The #WBW2023 slogan "Enabling Breastfeeding: Making a difference for working parents" will focus on breast/chest feeding and employment/work. It will showcase the impact of paid leave, workplace support and emerging parenting norms on breast/chest feeding through the lens of parents themselves. Target audiences including governments, policymakers, workplaces, communities and parents will be engaged to play their critical roles in empowering families and sustaining breast/chest feeding-friendly environments in the post-pandemic work life. The theme is aligned with thematic area 4 of the WBW-SDG 2030 campaign.

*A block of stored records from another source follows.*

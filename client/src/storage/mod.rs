//! Persistent key-value storage for cached session state.
//!
//! The API client and the session manager both read and write the store,
//! with no transactional coordination between them; writes are
//! last-write-wins. The store is injected as a capability so tests can
//! substitute a fake with controllable contents.

use async_trait::async_trait;
use std::collections::HashMap;
use std::io::ErrorKind;
use std::path::PathBuf;
use thiserror::Error;
use tokio::sync::{Mutex, RwLock};

/// Errors that can occur while accessing the persistent store.
#[derive(Debug, Error)]
pub enum StoreError {
    #[error("Store I/O error: {0}")]
    Io(#[from] std::io::Error),

    #[error("Store serialization error: {0}")]
    Serialization(#[from] serde_json::Error),
}

/// Capability interface over a persistent key-value store.
#[async_trait]
pub trait SessionStore: Send + Sync {
    /// Returns the value cached under `key`, if any.
    async fn get(&self, key: &str) -> Result<Option<String>, StoreError>;

    /// Caches `value` under `key`, replacing any previous value.
    async fn set(&self, key: &str, value: &str) -> Result<(), StoreError>;

    /// Removes every key in `keys`. Missing keys are not an error.
    async fn remove(&self, keys: &[&str]) -> Result<(), StoreError>;
}

/// In-memory store used by tests and short-lived tools.
#[derive(Debug, Default)]
pub struct MemoryStore {
    entries: RwLock<HashMap<String, String>>,
}

impl MemoryStore {
    pub fn new() -> Self {
        Self::default()
    }
}

#[async_trait]
impl SessionStore for MemoryStore {
    async fn get(&self, key: &str) -> Result<Option<String>, StoreError> {
        Ok(self.entries.read().await.get(key).cloned())
    }

    async fn set(&self, key: &str, value: &str) -> Result<(), StoreError> {
        self.entries
            .write()
            .await
            .insert(key.to_string(), value.to_string());
        Ok(())
    }

    async fn remove(&self, keys: &[&str]) -> Result<(), StoreError> {
        let mut entries = self.entries.write().await;
        for key in keys {
            entries.remove(*key);
        }
        Ok(())
    }
}

/// File-backed store: a flat JSON object at a configured path.
///
/// This is the on-device analogue of the mobile platform's key-value
/// storage. A missing or corrupt file reads as empty; the parent directory
/// is created on first write.
#[derive(Debug)]
pub struct FileStore {
    path: PathBuf,
    // Serializes read-modify-write cycles within this process. Does not
    // coordinate across processes; last write wins.
    lock: Mutex<()>,
}

impl FileStore {
    pub fn new(path: impl Into<PathBuf>) -> Self {
        Self {
            path: path.into(),
            lock: Mutex::new(()),
        }
    }

    async fn load(&self) -> Result<HashMap<String, String>, StoreError> {
        match tokio::fs::read(&self.path).await {
            Ok(bytes) => Ok(serde_json::from_slice(&bytes).unwrap_or_default()),
            Err(e) if e.kind() == ErrorKind::NotFound => Ok(HashMap::new()),
            Err(e) => Err(e.into()),
        }
    }

    async fn save(&self, entries: &HashMap<String, String>) -> Result<(), StoreError> {
        if let Some(dir) = self.path.parent() {
            tokio::fs::create_dir_all(dir).await?;
        }
        let data = serde_json::to_vec_pretty(entries)?;
        tokio::fs::write(&self.path, data).await?;
        Ok(())
    }
}

#[async_trait]
impl SessionStore for FileStore {
    async fn get(&self, key: &str) -> Result<Option<String>, StoreError> {
        let _guard = self.lock.lock().await;
        Ok(self.load().await?.remove(key))
    }

    async fn set(&self, key: &str, value: &str) -> Result<(), StoreError> {
        let _guard = self.lock.lock().await;
        let mut entries = self.load().await?;
        entries.insert(key.to_string(), value.to_string());
        self.save(&entries).await
    }

    async fn remove(&self, keys: &[&str]) -> Result<(), StoreError> {
        let _guard = self.lock.lock().await;
        let mut entries = self.load().await?;
        for key in keys {
            entries.remove(*key);
        }
        self.save(&entries).await
    }
}
//! Central module for application-wide configuration settings.
//!
//! This module handles loading and managing configuration parameters such as
//! the API base endpoint and the on-disk location of the cached session.

use anyhow::{Context, Result};
use std::env;
use std::path::PathBuf;

#[derive(Debug, Clone)]
pub struct Config {
    pub api_base_url: String,
    pub session_file: PathBuf,
}

impl Config {
    /// Loads configuration from environment variables.
    pub fn from_env() -> Result<Self> {
        dotenvy::dotenv().ok();

        let api_base_url = env::var("ARCUSHR_API_URL")
            .context("ARCUSHR_API_URL not set")?
            .trim_end_matches('/')
            .to_string();

        let session_file =
            env::var("ARCUSHR_SESSION_FILE").unwrap_or_else(|_| "~/.arcushr/session.json".to_string());

        let session_file = expanduser::expanduser(&session_file)
            .context("ARCUSHR_SESSION_FILE must be a valid path")?;

        Ok(Config {
            api_base_url,
            session_file,
        })
    }
}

The World Alliance for Breastfeeding Action (WABA) reminds us that although support at the individual level is very important, breast/chest feeding must be considered a public health issue that requires investment at all levels. In Canada, just over 91% of mothers initiate breastfeeding/chestfeeding but 1 in 7 stop before newborn reaches one month of age.** The concept of 'building back better' after the COVID 19 pandemic will provide an opportunity to create a warm chain of support for breast/chest feeding that includes health systems, workplaces and communities at all levels of society. A warm chain of support will help build an enabling environment for breast/chest feeding and protect against industry influence. It is time to inform, anchor, engage and galvanise action to protect breast/chest feeding at all levels.
**The Public Health Agency of Canada (PHAC) Canada's Breastfeeding Progress Report 2022.
Quintessence Breastfeeding Challenge
In October, the Quintessence Breastfeeding Challenge
celebrates breastfeeding/chestfeeding and milk-banking and demonstrates promotion, protection, and support for breastfeeding/chestfeeding women and their families. It’s a chance for education and peer support to be done in a fun social way.
The challenge is usually held the first Saturday in October of each year to see which geographic area (province, state, or territory) has the most breastfeeding/chestfeeding babies, as a percentage of the birthrate, “latched on” at 11 am local time.